Swipe right for like: can non-arthouse foreign films succeed in Britain?

A look at Polish romcom Planeta Singli, plus Thai director Apichatpong Weerasethakul’s Cemetary of Splendour.

By Ryan Gilbey

It’s rare for a foreign-language film to get distribution in Britain unless there is a whiff of the art house about it. The rationale must be that there is already enough genre cinema produced in the UK and US to satisfy demand: releasing a Polish Richard Curtis-style romcom here when the real thing is readily available would surely be a case of bringing coals to Newcastle, or brioche to Notting Hill.

The success of Planeta Singli, which happens to be a Polish Richard Curtis-style romcom, suggests otherwise. It opened in Britain last month and became an invisible hit. Like the Bollywood spectaculars that are marketed directly to Asian audiences, the film was sold straight to this country’s Polish community. Enough people turned out to give it an impressive £163,000 gross in its first ten days. I can see why. The picture is idiosyncratic enough to be distinctive but its slickness makes it right at home in the multiplex.

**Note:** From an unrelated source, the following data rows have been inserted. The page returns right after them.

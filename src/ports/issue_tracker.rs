//! Issue Tracker Port - Interface for filing issues.

use async_trait::async_trait;
use serde::{Deserialize, Serialize};

/// Errors raised by issue trackers
#[derive(Debug, thiserror::Error)]
pub enum TrackerError {
    /// The tracker understood the request and refused it.
    #[error("tracker rejected the issue ({status}): {message}")]
    Rejected { status: u16, message: String },

    /// Network failure or server error.
    #[error("tracker unavailable: {0}")]
    Transport(String),

    #[error("tracker request timed out after {timeout_secs}s")]
    Timeout { timeout_secs: u64 },
}

impl TrackerError {
    /// Detail that is safe to show in chat.
    pub fn user_detail(&self) -> String {
        match self {
            TrackerError::Rejected { message, .. } if !message.trim().is_empty() => message.clone(),
            other => other.to_string(),
        }
    }
}

/// An issue to create.
#[derive(Debug, Clone, PartialEq, Eq, Serialize, Deserialize)]
pub struct NewIssue {
    pub summary: String,
    pub description: String,
    /// Canonical tracker project id.
    pub project_id: String,
    /// Type label, e.g. `Task` or `Bug`.
    pub issue_type: Option<String>,
}

/// Tracker response for a created issue.
#[derive(Debug, Clone, PartialEq, Eq, Serialize, Deserialize)]
pub struct CreatedIssue {
    pub id: String,
    pub id_readable: String,
    pub summary: String,
}

impl CreatedIssue {
    /// Readable id, falling back to the internal id.
    pub fn display_id(&self) -> &str {
        if self.id_readable.is_empty() {
            &self.id
        } else {
            &self.id_readable
        }
    }
}

/// Port for the issue tracker
#[async_trait]
pub trait IssueTracker: Send + Sync {
    async fn create_issue(&self, issue: NewIssue) -> Result<CreatedIssue, TrackerError>;
}

#[cfg(test)]
mod tests {
    use super::*;

    #[test]
    fn rejection_detail_is_the_tracker_message() {
        let err = TrackerError::Rejected {
            status: 400,
            message: "Unknown value for field Type".into(),
        };
        assert_eq!(err.user_detail(), "Unknown value for field Type");
        assert_eq!(
            TrackerError::Timeout { timeout_secs: 30 }.user_detail(),
            "tracker request timed out after 30s"
        );
    }

    #[test]
    fn display_id_falls_back_to_internal_id() {
        let issue = CreatedIssue {
            id: "2-17".into(),
            id_readable: String::new(),
            summary: "s".into(),
        };
        assert_eq!(issue.display_id(), "2-17");
    }
}
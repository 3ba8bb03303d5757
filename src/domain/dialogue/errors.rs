//! Structured extraction errors.

use thiserror::Error;

/// Raw text rejected before any parsing.
#[derive(Debug, Clone, Error, PartialEq, Eq)]
pub enum SanitizationError {
    #[error("Response too long: {actual} bytes exceeds maximum of {max} bytes")]
    TooLong { max: usize, actual: usize },

    #[error("Response is empty")]
    Empty,
}

/// No JSON object could be recovered from the text.
#[derive(Debug, Clone, Error, PartialEq, Eq)]
pub enum ExtractionError {
    #[error("Sanitization failed: {0}")]
    Sanitization(#[from] SanitizationError),

    #[error("No JSON object found")]
    NoObject,

    #[error("JSON object is truncated")]
    Truncated,

    #[error("JSON parse error: {0}")]
    ParseError(String),
}
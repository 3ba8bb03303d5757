//! Conversation memory and project catalog configuration

use serde::Deserialize;
use std::path::PathBuf;

use super::error::ValidationError;

/// Conversation store and catalog settings
#[derive(Debug, Clone, Deserialize)]
pub struct ConversationConfig {
    /// Turns kept per conversation
    #[serde(default = "default_history_limit")]
    pub history_limit: usize,

    /// Idle conversations are forgotten after this many seconds
    #[serde(default = "default_idle_ttl")]
    pub idle_ttl_secs: u64,

    /// YAML file listing tracker projects
    #[serde(default = "default_catalog_path")]
    pub catalog_path: PathBuf,
}

impl ConversationConfig {
    /// Validate conversation configuration
    pub fn validate(&self) -> Result<(), ValidationError> {
        if self.history_limit == 0 {
            return Err(ValidationError::ZeroLimit("CONVERSATION__HISTORY_LIMIT"));
        }
        if self.idle_ttl_secs == 0 {
            return Err(ValidationError::ZeroLimit("CONVERSATION__IDLE_TTL_SECS"));
        }
        if self.catalog_path.as_os_str().is_empty() {
            return Err(ValidationError::MissingRequired("CONVERSATION__CATALOG_PATH"));
        }
        Ok(())
    }
}

impl Default for ConversationConfig {
    fn default() -> Self {
        Self {
            history_limit: default_history_limit(),
            idle_ttl_secs: default_idle_ttl(),
            catalog_path: default_catalog_path(),
        }
    }
}

fn default_history_limit() -> usize {
    crate::adapters::storage::DEFAULT_HISTORY_LIMIT
}

fn default_idle_ttl() -> u64 {
    crate::adapters::storage::DEFAULT_IDLE_TTL_SECS
}

fn default_catalog_path() -> PathBuf {
    PathBuf::from("projects.yaml")
}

It’s Polish with polish.

The plot revolves around a dating app, making the film possibly the first fully fledged Tinder romcom. Ania (Agnieszka Wiedlocha), a music teacher, signs up to the “Planet Single” app but when her date fails to show, Tomek (Maciej Stuhr) leaps opportunistically into the breach, having spied her from across the restaurant. Tomek is the obnoxious presenter of a late-night TV show specialising in battle-of-the-sexes comedy performed by puppets. When he turns this faltering date into comic material, complete with an Ania puppet, his boss demands that her dating exploits become a regular fixture. Ania’s school will get a new piano so long as she reports back about every disastrous date she has. But there’s a get-out clause: should she fall in love, she’s off the hook.

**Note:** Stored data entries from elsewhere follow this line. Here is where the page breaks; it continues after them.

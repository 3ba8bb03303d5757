//! Catalog table and resolver.

use serde::Deserialize;
use std::collections::HashSet;
use std::path::Path;

use super::entry::ProjectCatalogEntry;
use super::errors::{CatalogError, ResolutionError};
use super::hint::ProjectHint;

/// Read-only catalog of candidate projects, loaded once at startup.
#[derive(Debug, Clone, PartialEq, Eq)]
pub struct ProjectCatalog {
    entries: Vec<ProjectCatalogEntry>,
}

/// Resolution strength, strongest first.
#[derive(Debug, Clone, Copy, PartialEq, Eq)]
enum MatchTier {
    Id,
    Key,
    Name,
    NameContains,
}

impl MatchTier {
    const ALL: [MatchTier; 4] = [
        MatchTier::Id,
        MatchTier::Key,
        MatchTier::Name,
        MatchTier::NameContains,
    ];
}

/// On-disk layout of the catalog file.
#[derive(Debug, Deserialize)]
struct CatalogFile {
    projects: Vec<ProjectCatalogEntry>,
}

impl ProjectCatalog {
    /// Builds a catalog, rejecting empty tables, invalid entries and
    /// duplicate ids or keys (keys compare case-insensitively).
    pub fn from_entries(entries: Vec<ProjectCatalogEntry>) -> Result<Self, CatalogError> {
        if entries.is_empty() {
            return Err(CatalogError::Empty);
        }

        let mut ids = HashSet::new();
        let mut keys = HashSet::new();
        for (index, entry) in entries.iter().enumerate() {
            entry
                .validate()
                .map_err(|source| CatalogError::InvalidEntry { index, source })?;
            if !ids.insert(entry.id.clone()) {
                return Err(CatalogError::DuplicateId(entry.id.clone()));
            }
            if !keys.insert(entry.key.to_lowercase()) {
                return Err(CatalogError::DuplicateKey(entry.key.clone()));
            }
        }

        Ok(Self { entries })
    }

    /// Parses a YAML document with a top-level `projects` list.
    pub fn from_yaml_str(yaml: &str) -> Result<Self, CatalogError> {
        let file: CatalogFile =
            serde_yaml::from_str(yaml).map_err(|e| CatalogError::Parse(e.to_string()))?;
        Self::from_entries(file.projects)
    }

    /// Loads the catalog from a YAML file.
    pub fn from_yaml_file(path: impl AsRef<Path>) -> Result<Self, CatalogError> {
        let path = path.as_ref();
        let yaml = std::fs::read_to_string(path).map_err(|e| CatalogError::Io {
            path: path.display().to_string(),
            message: e.to_string(),
        })?;
        Self::from_yaml_str(&yaml)
    }

    pub fn entries(&self) -> &[ProjectCatalogEntry] {
        &self.entries
    }

    pub fn len(&self) -> usize {
        self.entries.len()
    }

    pub fn is_empty(&self) -> bool {
        self.entries.is_empty()
    }

    /// Looks up an entry by canonical id.
    pub fn get(&self, id: &str) -> Option<&ProjectCatalogEntry> {
        self.entries.iter().find(|entry| entry.id == id)
    }

    /// Resolves a single free-form reference.
    ///
    /// Order: exact id, key (case-insensitive), name (case-insensitive), then
    /// the first entry whose name contains the reference (case-insensitive).
    pub fn resolve_project_id(&self, hint: &str) -> Result<&ProjectCatalogEntry, ResolutionError> {
        let hint = hint.trim();
        if hint.is_empty() {
            return Err(ResolutionError::NoHint);
        }
        MatchTier::ALL
            .iter()
            .find_map(|tier| self.find(*tier, hint))
            .ok_or_else(|| ResolutionError::NotFound(hint.to_string()))
    }

    /// Resolves the structured hint of a draft.
    ///
    /// Match tiers are applied across all fields before falling to the next
    /// tier, so an exact key or name always beats a substring match on another
    /// field. Within a tier, fields are tried as id, key, name.
    pub fn resolve_hint(&self, hint: &ProjectHint) -> Result<&ProjectCatalogEntry, ResolutionError> {
        let raw = hint.raw().ok_or(ResolutionError::NoHint)?;
        MatchTier::ALL
            .iter()
            .find_map(|tier| hint.candidates().find_map(|candidate| self.find(*tier, candidate)))
            .ok_or_else(|| ResolutionError::NotFound(raw.to_string()))
    }

    fn find(&self, tier: MatchTier, candidate: &str) -> Option<&ProjectCatalogEntry> {
        let candidate = candidate.trim();
        if candidate.is_empty() {
            return None;
        }
        let lowered = candidate.to_lowercase();
        self.entries.iter().find(|entry| match tier {
            MatchTier::Id => entry.id == candidate,
            MatchTier::Key => entry.key.to_lowercase() == lowered,
            MatchTier::Name => entry.name.to_lowercase() == lowered,
            MatchTier::NameContains => entry.name.to_lowercase().contains(&lowered),
        })
    }

    /// Catalog rendered for the model prompt.
    pub fn to_prompt_json(&self) -> serde_json::Value {
        serde_json::to_value(&self.entries).unwrap_or_else(|_| serde_json::Value::Array(Vec::new()))
    }
}

#[cfg(test)]
mod tests {
    use super::*;
    use proptest::prelude::*;

    fn entry(id: &str, key: &str, name: &str) -> ProjectCatalogEntry {
        ProjectCatalogEntry::new(id, key, name, "").unwrap()
    }

    fn test_catalog() -> ProjectCatalog {
        ProjectCatalog::from_entries(vec![
            entry("0-1", "APP", "Mobile App"),
            entry("0-2", "BE", "Backend Services"),
            // Key collides with the id of the first entry: ids must win.
            entry("0-3", "0-1", "Ops"),
        ])
        .unwrap()
    }

    #[test]
    fn resolves_by_id() {
        let catalog = test_catalog();
        assert_eq!(catalog.resolve_project_id("0-2").unwrap().key, "BE");
    }

    #[test]
    fn resolves_by_key_case_insensitively() {
        let catalog = test_catalog();
        assert_eq!(catalog.resolve_project_id("app").unwrap().id, "0-1");
    }

    #[test]
    fn resolves_by_exact_name_then_substring() {
        let catalog = test_catalog();
        assert_eq!(catalog.resolve_project_id("mobile app").unwrap().id, "0-1");
        assert_eq!(catalog.resolve_project_id("backend").unwrap().id, "0-2");
    }

    #[test]
    fn id_beats_key() {
        let catalog = test_catalog();
        assert_eq!(catalog.resolve_project_id("0-1").unwrap().name, "Mobile App");
    }

    #[test]
    fn key_beats_name() {
        let catalog = ProjectCatalog::from_entries(vec![
            entry("0-1", "CORE", "Ops"),
            entry("0-2", "OPS", "Core Platform"),
        ])
        .unwrap();
        assert_eq!(catalog.resolve_project_id("ops").unwrap().id, "0-2");
    }

    #[test]
    fn exact_name_beats_substring() {
        let catalog = ProjectCatalog::from_entries(vec![
            entry("0-1", "WEB", "Web Platform"),
            entry("0-2", "PLT", "Platform"),
        ])
        .unwrap();
        assert_eq!(catalog.resolve_project_id("platform").unwrap().id, "0-2");
    }

    #[test]
    fn unknown_hint_is_not_found() {
        let catalog = test_catalog();
        assert_eq!(
            catalog.resolve_project_id("Website"),
            Err(ResolutionError::NotFound("Website".to_string()))
        );
        assert_eq!(catalog.resolve_project_id("  "), Err(ResolutionError::NoHint));
    }

    #[test]
    fn structured_hint_prefers_id_field() {
        let catalog = test_catalog();
        let hint = ProjectHint::new("0-2", "APP", "Mobile App");
        assert_eq!(catalog.resolve_hint(&hint).unwrap().id, "0-2");
    }

    #[test]
    fn structured_hint_falls_through_unresolvable_fields() {
        let catalog = test_catalog();
        let hint = ProjectHint::new("99-9", "NOPE", "backend");
        assert_eq!(catalog.resolve_hint(&hint).unwrap().id, "0-2");
    }

    #[test]
    fn exact_key_on_later_field_beats_substring_on_earlier_field() {
        let catalog = ProjectCatalog::from_entries(vec![
            entry("0-1", "APP", "Mobile App"),
            entry("0-2", "BE", "Backend"),
        ])
        .unwrap();

        let hint = ProjectHint::new("mobile", "BE", "");
        assert_eq!(catalog.resolve_hint(&hint).unwrap().id, "0-2");
    }

    #[test]
    fn exact_name_beats_substring_key() {
        let catalog = ProjectCatalog::from_entries(vec![
            entry("0-1", "APP", "Mobile App"),
            entry("0-2", "BE", "Backend"),
        ])
        .unwrap();

        let hint = ProjectHint::new("", "Back", "Mobile App");
        assert_eq!(catalog.resolve_hint(&hint).unwrap().id, "0-1");
    }

    #[test]
    fn key_field_naming_an_id_still_resolves_by_id() {
        let catalog = test_catalog();
        let hint = ProjectHint::new("", "0-2", "Mobile App");
        assert_eq!(catalog.resolve_hint(&hint).unwrap().id, "0-2");
    }

    #[test]
    fn structured_hint_reports_missing_or_unknown() {
        let catalog = test_catalog();
        assert_eq!(
            catalog.resolve_hint(&ProjectHint::default()),
            Err(ResolutionError::NoHint)
        );
        assert_eq!(
            catalog.resolve_hint(&ProjectHint::from_key("XYZ")),
            Err(ResolutionError::NotFound("XYZ".to_string()))
        );
    }

    #[test]
    fn rejects_empty_and_duplicate_catalogs() {
        assert_eq!(ProjectCatalog::from_entries(vec![]), Err(CatalogError::Empty));
        assert_eq!(
            ProjectCatalog::from_entries(vec![entry("0-1", "A", "A"), entry("0-1", "B", "B")]),
            Err(CatalogError::DuplicateId("0-1".to_string()))
        );
        assert_eq!(
            ProjectCatalog::from_entries(vec![entry("0-1", "app", "A"), entry("0-2", "APP", "B")]),
            Err(CatalogError::DuplicateKey("APP".to_string()))
        );
    }

    #[test]
    fn parses_yaml_catalog() {
        let yaml = r#"
projects:
  - id: "0-4"
    key: APP
    name: Mobile App
    description: User-facing Android/iOS bugs and feature requests
  - id: "0-5"
    key: BE
    name: Backend
"#;
        let catalog = ProjectCatalog::from_yaml_str(yaml).unwrap();
        assert_eq!(catalog.len(), 2);
        assert_eq!(catalog.get("0-5").unwrap().description, "");
    }

    #[test]
    fn yaml_with_blank_key_is_rejected() {
        let yaml = "projects:\n  - id: \"0-1\"\n    key: \"\"\n    name: X\n";
        assert!(matches!(
            ProjectCatalog::from_yaml_str(yaml),
            Err(CatalogError::InvalidEntry { index: 0, .. })
        ));
    }

    #[test]
    fn loads_catalog_from_file() {
        let dir = tempfile::tempdir().unwrap();
        let path = dir.path().join("projects.yaml");
        std::fs::write(&path, "projects:\n  - id: \"0-1\"\n    key: APP\n    name: App\n").unwrap();

        let catalog = ProjectCatalog::from_yaml_file(&path).unwrap();
        assert_eq!(catalog.entries()[0].key, "APP");

        let missing = ProjectCatalog::from_yaml_file(dir.path().join("missing.yaml"));
        assert!(matches!(missing, Err(CatalogError::Io { .. })));
    }

    #[test]
    fn prompt_json_lists_every_field() {
        let json = test_catalog().to_prompt_json();
        assert_eq!(json[0]["id"], "0-1");
        assert_eq!(json[0]["key"], "APP");
        assert_eq!(json[0]["name"], "Mobile App");
    }

    proptest! {
        #[test]
        fn property_resolution_is_deterministic(hint in "[A-Za-z0-9 -]{0,16}") {
            let catalog = test_catalog();
            prop_assert_eq!(
                catalog.resolve_project_id(&hint).map(|e| e.id.clone()),
                catalog.resolve_project_id(&hint).map(|e| e.id.clone())
            );
        }

        #[test]
        fn property_every_id_resolves_to_itself(index in 0usize..3) {
            let catalog = test_catalog();
            let id = catalog.entries()[index].id.clone();
            prop_assert_eq!(&catalog.resolve_project_id(&id).unwrap().id, &id);
        }
    }
}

This represents only a small slice of narrative in a movie that is full of incident, from the mischievous teenager using the app to drive a wedge between her father and stepmother to the brouhaha when Ania’s pupils have to share the gym with the boisterous volleyball class. After a slow start in which the film has trouble liberating the characters from their smartphones, the Slovenian director Mitja Okorn skilfully juggles the mounting plotlines. There’s an inevitable sense of overkill – Planeta Singli has three endings, including an outrageously corny musical number, as it races to find a romantic match for each character from the leads down to the lowliest extra. As Okorn recently pointed out in a Q&A, only the nerdy film critic is left alone at the end. What a cheek. Despite that, I’m swiping right on this one.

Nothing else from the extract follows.